Katrin Tomanek | 1 Jun 08:33
Picon

Re: Human annotation tool for UIMA

Dear Andrew,

> I am new to UIMA and am trying to find the best tool for doing doing human
> document annotation.  For instance, if I am building a machine-learning
> based named entity tagger and I want to tag some text with named 
> entities to
> train my recognizers, what would be the best way to do that? 
I think thats a matter of human/manual annotation. Generating training 
material for ML is a laborious task which is not an issue of UIMA (as 
far as I understand). Depending on the entities and the domain and 
language you are interested in you might find annotated corpora (you 
might check http://torvald.aksis.uib.no/corpora/ for existing corpora).

regards,
Katrin

--

-- 
Katrin Tomanek
Jena University Language and Information Engineering (JULIE) Lab
Phone: +49-3641-944307
Fax:   +49-3641-944321
email: tomanek@...
URL:   http://www.coling.uni-jena.de

Thilo Goetz | 1 Jun 09:21
Picon
Picon

Re: Human annotation tool for UIMA

Katrin Tomanek wrote:
> Dear Andrew,
> 
>> I am new to UIMA and am trying to find the best tool for doing doing 
>> human
>> document annotation.  For instance, if I am building a machine-learning
>> based named entity tagger and I want to tag some text with named 
>> entities to
>> train my recognizers, what would be the best way to do that? 
> I think thats a matter of human/manual annotation. Generating training 
> material for ML is a laborious task which is not an issue of UIMA (as 
> far as I understand). Depending on the entities and the domain and 
> language you are interested in you might find annotated corpora (you 
> might check http://torvald.aksis.uib.no/corpora/ for existing corpora).
> 
> regards,
> Katrin
> 
> 
> 

Also check http://registry.dfki.de/ for software tools to manually
annotate text.  I have no personal experience with any of the tools
there, but I have heard Alembic being favorably mentioned.  It looks
like it is freely available.  It should be relatively easy to transform
the resulting XML to UIMA, either via XSLT, or with a custom XML
parser that reads the annotated data and feeds it into UIMA APIs.

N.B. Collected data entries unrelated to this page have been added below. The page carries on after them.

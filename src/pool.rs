use color_eyre::eyre::Result;
use itertools::Itertools;
use reqwest::Client;
use serde::{
    Deserialize,
    Serialize,
};
use std::fmt;
use url::Url;

/// Rarity tiers in ascending order. Declaration order is the stable walk
/// order for weighted sampling and the sort order for display.
#[derive(
    Clone, Copy, Debug, PartialEq, Eq, PartialOrd, Ord, Hash, Serialize, Deserialize,
)]
pub enum Rarity {
    Common,
    Uncommon,
    Rare,
    Legendary,
    Mythical,
}

impl Rarity {
    pub const ALL: [Rarity; 5] = [
        Rarity::Common,
        Rarity::Uncommon,
        Rarity::Rare,
        Rarity::Legendary,
        Rarity::Mythical,
    ];

    pub fn parse(raw: &str) -> Option<Rarity> {
        match raw.trim().to_ascii_lowercase().as_str() {
            "common" => Some(Rarity::Common),
            "uncommon" => Some(Rarity::Uncommon),
            "rare" => Some(Rarity::Rare),
            "legendary" => Some(Rarity::Legendary),
            "mythical" => Some(Rarity::Mythical),
            _ => None,
        }
    }

    pub fn label(self) -> &'static str {
        match self {
            Rarity::Common => "Common",
            Rarity::Uncommon => "Uncommon",
            Rarity::Rare => "Rare",
            Rarity::Legendary => "Legendary",
            Rarity::Mythical => "Mythical",
        }
    }
}

impl fmt::Display for Rarity {
    fn fmt(&self, f: &mut fmt::Formatter<'_>) -> fmt::Result {
        f.write_str(self.label())
    }
}

#[derive(Clone, Debug, PartialEq, Eq)]
pub struct PoolItem {
    pub name: String,
    pub rarity: Rarity,
    pub tradable: bool,
}

/// One entry as the upstream API serves it. Historical API variants disagree
/// on the spelling of the tradable flag and ship rarity as a free string, so
/// everything is normalized into `PoolItem` right here and the raw shape
/// never leaves this module.
#[derive(Debug, Deserialize)]
pub struct RawPoolEntry {
    pub name: String,
    pub rarity: String,
    #[serde(default, alias = "tradeable", alias = "isTradable")]
    pub tradable: Option<bool>,
}

// Legacy upstream names mapped to their current canonical spelling. The
// first matching entry wins; unlisted names are already canonical.
const NAME_ALIASES: [(&str, &str); 3] = [
    ("Rumble", "Lightning"),
    ("Door", "Portal"),
    ("String", "Blade"),
];

fn canonical_name(raw: &str) -> String {
    let trimmed = raw.trim();
    for (legacy, canonical) in NAME_ALIASES {
        if trimmed.eq_ignore_ascii_case(legacy) {
            return canonical.to_string();
        }
    }
    trimmed.to_string()
}

pub fn normalize(entries: Vec<RawPoolEntry>) -> Vec<PoolItem> {
    entries
        .into_iter()
        .filter_map(|entry| {
            let name = canonical_name(&entry.name);
            if name.is_empty() {
                return None;
            }
            let Some(rarity) = Rarity::parse(&entry.rarity) else {
                tracing::warn!(%name, rarity = %entry.rarity, "dropping unknown rarity");
                return None;
            };
            Some(PoolItem {
                name,
                rarity,
                tradable: entry.tradable.unwrap_or(true),
            })
        })
        .unique_by(|item| item.name.clone())
        .collect()
}

/// The current set of drawable items, sorted by rarity then name so each
/// tier is a contiguous slice. Items are borrowed by the sampler and the
/// UI; only names are copied into long-lived state.
#[derive(Clone, Debug)]
pub struct Pool {
    items: Vec<PoolItem>,
    degraded: bool,
}

impl Pool {
    pub fn new(mut items: Vec<PoolItem>, degraded: bool) -> Self {
        items.sort_by(|a, b| a.rarity.cmp(&b.rarity).then_with(|| a.name.cmp(&b.name)));
        Self { items, degraded }
    }

    pub fn items(&self) -> &[PoolItem] {
        &self.items
    }

    pub fn len(&self) -> usize {
        self.items.len()
    }

    pub fn is_empty(&self) -> bool {
        self.items.is_empty()
    }

    /// True when the built-in fallback replaced a failed fetch.
    pub fn degraded(&self) -> bool {
        self.degraded
    }

    pub fn tier(&self, rarity: Rarity) -> &[PoolItem] {
        let start = self.items.partition_point(|item| item.rarity < rarity);
        let end = self.items.partition_point(|item| item.rarity <= rarity);
        &self.items[start..end]
    }
}

pub trait PoolSource {
    fn fetch(&self) -> impl Future<Output = Result<Vec<RawPoolEntry>>>;
}

pub struct HttpPoolSource {
    client: Client,
    url: Url,
}

impl HttpPoolSource {
    pub fn new(url: Url) -> Self {
        Self {
            client: Client::new(),
            url,
        }
    }
}

impl PoolSource for HttpPoolSource {
    async fn fetch(&self) -> Result<Vec<RawPoolEntry>> {
        let response = self
            .client
            .get(self.url.clone())
            .send()
            .await?
            .error_for_status()?;
        Ok(response.json().await?)
    }
}

/// Fetch the pool, substituting the built-in fallback when the source is
/// unreachable. Fetch failures are logged, never raised; the degraded flag
/// tells the caller which pool it got.
pub async fn load_pool(source: &impl PoolSource) -> Pool {
    match source.fetch().await {
        Ok(raw) => Pool::new(normalize(raw), false),
        Err(error) => {
            tracing::warn!(%error, "pool fetch failed, using fallback pool");
            Pool::new(fallback_items(), true)
        }
    }
}

/// Fixed offline pool with at least one item per tier.
pub fn fallback_items() -> Vec<PoolItem> {
    let fixed = [
        ("Smoke", Rarity::Common),
        ("Flame", Rarity::Uncommon),
        ("Light", Rarity::Rare),
        ("Buddha", Rarity::Legendary),
        ("Dough", Rarity::Mythical),
        ("Dragon", Rarity::Mythical),
    ];
    fixed
        .into_iter()
        .map(|(name, rarity)| PoolItem {
            name: name.to_string(),
            rarity,
            tradable: true,
        })
        .collect()
}

#[cfg(test)]
mod tests {
    #![allow(non_snake_case)]

    use super::*;

    fn raw(name: &str, rarity: &str) -> RawPoolEntry {
        RawPoolEntry {
            name: name.to_string(),
            rarity: rarity.to_string(),
            tradable: None,
        }
    }

    #[test]
    fn normalize__drops_unknown_rarities_and_duplicate_names() {
        // given
        let entries = vec![
            raw("Smoke", "Common"),
            raw("Smoke", "Common"),
            raw("Glitch", "Secret"),
            raw("Dough", "Mythical"),
        ];

        // when
        let items = normalize(entries);

        // then
        let names: Vec<&str> = items.iter().map(|i| i.name.as_str()).collect();
        assert_eq!(names, vec!["Smoke", "Dough"]);
    }

    #[test]
    fn normalize__resolves_legacy_name_aliases() {
        // given
        let entries = vec![raw("Rumble", "Legendary"), raw(" Dragon ", "Mythical")];

        // when
        let items = normalize(entries);

        // then
        assert_eq!(items[0].name, "Lightning");
        assert_eq!(items[1].name, "Dragon");
    }

    #[test]
    fn normalize__accepts_any_spelling_of_the_tradable_flag() {
        // given
        let payload = r#"[
            {"name": "Smoke", "rarity": "Common", "tradable": false},
            {"name": "Flame", "rarity": "Uncommon", "tradeable": false},
            {"name": "Light", "rarity": "Rare", "isTradable": false},
            {"name": "Dough", "rarity": "Mythical"}
        ]"#;
        let entries: Vec<RawPoolEntry> = serde_json::from_str(payload).unwrap();

        // when
        let items = normalize(entries);

        // then
        assert_eq!(items.len(), 4);
        assert!(items[..3].iter().all(|i| !i.tradable));
        assert!(items[3].tradable);
    }

    #[test]
    fn pool__sorts_by_rarity_then_name_and_groups_tiers() {
        // given
        let pool = Pool::new(fallback_items(), false);

        // then
        let names: Vec<&str> = pool.items().iter().map(|i| i.name.as_str()).collect();
        assert_eq!(
            names,
            vec!["Smoke", "Flame", "Light", "Buddha", "Dough", "Dragon"]
        );
        assert_eq!(pool.tier(Rarity::Mythical).len(), 2);
        assert!(pool.tier(Rarity::Common).iter().all(|i| i.rarity == Rarity::Common));
    }

    #[test]
    fn fallback_items__covers_every_tier() {
        let pool = Pool::new(fallback_items(), true);
        for rarity in Rarity::ALL {
            assert!(!pool.tier(rarity).is_empty(), "no fallback item for {rarity}");
        }
    }

    struct FailingSource;

    impl PoolSource for FailingSource {
        async fn fetch(&self) -> Result<Vec<RawPoolEntry>> {
            Err(color_eyre::eyre::eyre!("connection refused"))
        }
    }

    #[tokio::test]
    async fn load_pool__substitutes_fallback_when_fetch_fails() {
        // when
        let pool = load_pool(&FailingSource).await;

        // then
        assert!(pool.degraded());
        assert!(!pool.is_empty());
    }
}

BTW, I have recently hacked UIMA's CAS Visual Debugger for a colleague
to allow creating manual annotations.  That was a one-off, though, and
(Continue reading)

Kirk True | 1 Jun 09:26
Gravatar

Re: UIMA internals memory footprint

Hi Marshall,

> This reduces 4.6 MB down to 1 MB overhead for 100K annotations.

That's awesome - thanks so much for looking into this! 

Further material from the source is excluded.